悪性(あくせい=malign)とは意味が違います。
ちなみに、goo辞書では、
悪性(あくしょう)は載っていて、
「悪い性質。たちのよくないこと。また、そのさま。特に、酒色にふけりたがる性質などをいう。」
となっています。
仏教の関係の人なんですね。
ぜんしょう・あくしょうと読む善性・悪性があり、いわゆる(?)善性(ぜんせい)・悪性(あくせい)とは、意味が多かれ少なかれ違うのですね。
上に続く。
No.1
- 回答日時:
善性という言葉は、元々中国語ではないですか?
日本語では、その名残として使いますが、一般的ではないので、辞書にないのかもしれません。
また、意味から考えると、「善」に対しては、「邪」でしょうね。
ただ、邪性という言葉は、中国語ではありますが、やはり、日本語としては、通常、使いません。
さらに、常に、善と悪 又は 善と邪が反対になるとは限りません。
例えば、邪論の反対は、正論といいます。
つまり、日本語で、邪と使う時には、「よこしまな」とか、「間違った」とか、「劣悪な」という意味がありますね。
となると、どうやって使ったら良いの?というと、本当に、その言葉に使い慣れるという方が、正解!だと思います。
というのも、そもそも日本語は、規則的・機械的に、組み立てられた言葉ではありません。
中国の漢字の一部省略したものがカタカナとなり、崩したものがひらがなとなっています。
しかもそこに、伊呂波(いろは)48文字というものが選ばれ、漢字と共に、音で組み合わされています。ですから、元々の、カタカナやひらがなの文字には、それなりの意味がありますが、音として組み合わせて使う場合には、その意味を持たない場合も多々あります。
具体的には、
おは、於の草体から。 但し、於は、~にての意味
はは、波の草体から。 但し、波は、海のなみの意味
よは、与の草体から。 但し、与は、あたえるの意味
うは、宇の草体から。 但し、宇は、建物・屋根・天幕などを数える時の助数詞や、大きい屋根で覆われた家またはそのひさしや軒の意味、さらには、大空に覆われた世界または天下の意味。

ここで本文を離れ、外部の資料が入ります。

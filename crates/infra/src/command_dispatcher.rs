//! Command execution pipeline (application-level orchestration).
//!
//! The one execution model every document type shares:
//!
//! ```text
//! Command
//!   ↓
//! 1. Load events from store (tenant-scoped)
//!   ↓
//! 2. Rehydrate aggregate (apply history to rebuild state)
//!   ↓
//! 3. Handle command (pure decision logic, produces events)
//!   ↓
//! 4. Persist events to store (append-only, optimistic concurrency check)
//!   ↓
//! 5. Publish events to bus (for projections, sagas, etc.)
//! ```
//!
//! Tenant isolation, optimistic concurrency, and event ordering are enforced
//! here once, so domain code stays pure. Events are persisted before they
//! are published; a failed publication surfaces as `DispatchError::Publish`
//! with the events already durable, giving at-least-once delivery.

use serde::Serialize;
use serde::de::DeserializeOwned;
use serde_json::Value as JsonValue;
use tracing::{debug, warn};
use uuid::Uuid;

use stockflow_core::{Aggregate, AggregateId, DomainError, ExpectedVersion, TenantId};
use stockflow_events::{EventBus, EventEnvelope};

use crate::event_store::{EventStore, EventStoreError, StoredEvent, UncommittedEvent};

#[derive(Debug)]
pub enum DispatchError {
    /// Optimistic concurrency failure (e.g. stale aggregate version).
    Concurrency(String),
    /// Tenant isolation violation (cross-tenant or cross-aggregate stream mixing).
    TenantIsolation(String),
    /// Domain validation failure (deterministic).
    Validation(String),
    /// Domain invariant failure (deterministic).
    InvariantViolation(String),
    /// Status change rejected by the document's transition table.
    InvalidTransition { from: String, to: String },
    /// Pipeline counter update rejected by quantity conservation.
    QuantityConservation(String),
    /// Payment or credit amount exceeds the balance due.
    InsufficientBalance(String),
    /// Illegal credit-note source or application.
    InvalidCreditNoteSource(String),
    /// Domain-level not found.
    NotFound,
    /// Failed to deserialize historical event payloads into the aggregate event type.
    Deserialize(String),
    /// Persisting to the event store failed.
    Store(EventStoreError),
    /// Publication failed after a successful append (at-least-once; retry may duplicate).
    Publish(String),
}

impl From<EventStoreError> for DispatchError {
    fn from(value: EventStoreError) -> Self {
        match &value {
            EventStoreError::Concurrency(msg) => DispatchError::Concurrency(msg.clone()),
            EventStoreError::TenantIsolation(msg) => DispatchError::TenantIsolation(msg.clone()),
            _ => DispatchError::Store(value),
        }
    }
}

impl From<DomainError> for DispatchError {
    fn from(value: DomainError) -> Self {
        match value {
            DomainError::Validation(msg) => DispatchError::Validation(msg),
            DomainError::InvariantViolation(msg) => DispatchError::InvariantViolation(msg),
            DomainError::Conflict(msg) => DispatchError::Concurrency(msg),
            DomainError::NotFound => DispatchError::NotFound,
            DomainError::InvalidId(msg) => DispatchError::Validation(msg),
            DomainError::InvalidTransition { from, to } => DispatchError::InvalidTransition {
                from: from.to_string(),
                to: to.to_string(),
            },
            err @ DomainError::QuantityConservation { .. } => {
                DispatchError::QuantityConservation(err.to_string())
            }
            err @ DomainError::InsufficientBalance { .. } => {
                DispatchError::InsufficientBalance(err.to_string())
            }
            DomainError::InvalidCreditNoteSource(msg) => {
                DispatchError::InvalidCreditNoteSource(msg)
            }
        }
    }
}

/// Reusable command execution engine for event-sourced aggregates.
///
/// Generic over the store and bus so tests run on the in-memory
/// implementations and other backends can be swapped in without touching
/// domain code. Aggregates must be deterministic, side-effect free, and
/// version-aware (see `stockflow_core::Aggregate`).
#[derive(Debug)]
pub struct CommandDispatcher<S, B> {
    store: S,
    bus: B,
}

impl<S, B> CommandDispatcher<S, B> {
    pub fn new(store: S, bus: B) -> Self {
        Self { store, bus }
    }

    pub fn into_parts(self) -> (S, B) {
        (self.store, self.bus)
    }
}

impl<S, B> CommandDispatcher<S, B>
where
    S: EventStore,
    B: EventBus<EventEnvelope<JsonValue>>,
{
    /// Dispatch a command through the full pipeline.
    ///
    /// `make_aggregate` builds the empty instance used for rehydration
    /// (e.g. `SalesOrder::empty(..)`); the dispatcher stays generic over
    /// aggregate construction.
    ///
    /// Returns the committed `StoredEvent`s (with assigned sequence numbers),
    /// or an empty vector if the command was an accepted no-op.
    ///
    /// Concurrency: the stream version observed at load time is expected at
    /// append time; a concurrent writer surfaces as
    /// `DispatchError::Concurrency` and the caller may reload and retry.
    pub fn dispatch<A>(
        &self,
        tenant_id: TenantId,
        aggregate_id: AggregateId,
        aggregate_type: impl Into<String>,
        command: A::Command,
        make_aggregate: impl FnOnce(TenantId, AggregateId) -> A,
    ) -> Result<Vec<StoredEvent>, DispatchError>
    where
        A: Aggregate<Error = DomainError>,
        A::Event: stockflow_events::Event + Serialize + DeserializeOwned,
    {
        // 1) Load history (tenant-scoped)
        let history = self.store.load_stream(tenant_id, aggregate_id)?;
        validate_loaded_stream(tenant_id, aggregate_id, &history)?;
        let expected = ExpectedVersion::Exact(stream_version(&history));

        // 2) Rehydrate aggregate
        let mut aggregate = make_aggregate(tenant_id, aggregate_id);
        apply_history::<A>(&mut aggregate, &history)?;

        // 3) Decide events (no mutation)
        let decided = aggregate.handle(&command).map_err(DispatchError::from)?;
        if decided.is_empty() {
            return Ok(vec![]);
        }

        // 4) Persist (append-only, optimistic)
        let aggregate_type = aggregate_type.into();
        let uncommitted = decided
            .iter()
            .map(|ev| {
                UncommittedEvent::from_typed(
                    tenant_id,
                    aggregate_id,
                    aggregate_type.clone(),
                    Uuid::now_v7(),
                    ev,
                )
            })
            .collect::<Result<Vec<_>, _>>()?;

        let committed = self.store.append(uncommitted, expected)?;
        debug!(
            aggregate_type = %aggregate_type,
            aggregate_id = %aggregate_id,
            events = committed.len(),
            "committed events"
        );

        // 5) Publish committed events (after append)
        for stored in &committed {
            self.bus.publish(stored.to_envelope()).map_err(|e| {
                warn!(
                    aggregate_type = %aggregate_type,
                    aggregate_id = %aggregate_id,
                    "event publication failed after append"
                );
                DispatchError::Publish(format!("{e:?}"))
            })?;
        }

        Ok(committed)
    }
}

fn stream_version(stream: &[StoredEvent]) -> u64 {
    stream.last().map(|e| e.sequence_number).unwrap_or(0)
}

fn validate_loaded_stream(
    tenant_id: TenantId,
    aggregate_id: AggregateId,
    stream: &[StoredEvent],
) -> Result<(), DispatchError> {
    // Enforce tenant isolation even if a buggy backend returns cross-tenant
    // data, and require monotonically increasing sequence numbers.
    let mut last = 0u64;
    for (idx, e) in stream.iter().enumerate() {
        if e.tenant_id != tenant_id {
            return Err(DispatchError::TenantIsolation(format!(
                "loaded stream contains wrong tenant_id at index {idx}"
            )));
        }
        if e.aggregate_id != aggregate_id {
            return Err(DispatchError::TenantIsolation(format!(
                "loaded stream contains wrong aggregate_id at index {idx}"
            )));
        }
        if e.sequence_number == 0 {
            return Err(DispatchError::Store(EventStoreError::InvalidAppend(
                "stored event has sequence_number=0".to_string(),
            )));
        }
        if e.sequence_number <= last {
            return Err(DispatchError::Store(EventStoreError::InvalidAppend(format!(
                "non-monotonic sequence_number in loaded stream (last={last}, found={})",
                e.sequence_number
            ))));
        }
        last = e.sequence_number;
    }
    Ok(())
}

fn apply_history<A>(aggregate: &mut A, history: &[StoredEvent]) -> Result<(), DispatchError>
where
    A: Aggregate,
    A::Event: DeserializeOwned,
{
    // Ensure deterministic ordering.
    let mut sorted = history.to_vec();
    sorted.sort_by_key(|e| e.sequence_number);

    for stored in sorted {
        let ev: A::Event = serde_json::from_value(stored.payload)
            .map_err(|e| DispatchError::Deserialize(e.to_string()))?;
        aggregate.apply(&ev);
    }

    Ok(())
}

しかし、おはようというと、これらの意味の組み合わせではなく、朝のあいさつに使う言葉です。
というわけで、日本語に限らず、他の国の言葉も似ていると思いますが、同じ言葉でも、時代により、文化により、使い方が異なる場合もあります。
ですから、どのような状況で、どのように使いたいかをはっきりすることが大事だと思います。
尚一般的には、生まれながらにして善良な人という意味での「善性」的な意味に対する日本語は、『畜生』と言います。
国語に詳しいですね。
何かを言葉で表現したい場合、時と場合によって適切な言葉を考え、言葉を使い分ける、とか、一般的に使われている漢字・言葉が無かったりしたら、自分で造語しちゃえ!!、のような解釈でいいですかね。
意味がわかる前までは善性の一般的な意味が(一般的には使われていなかったですが)、生まれながらのものではない人の善い面かと思っていたので、こちらの使いたかった所で注釈なしに使うのは、やめたほうがいいということがわかりました。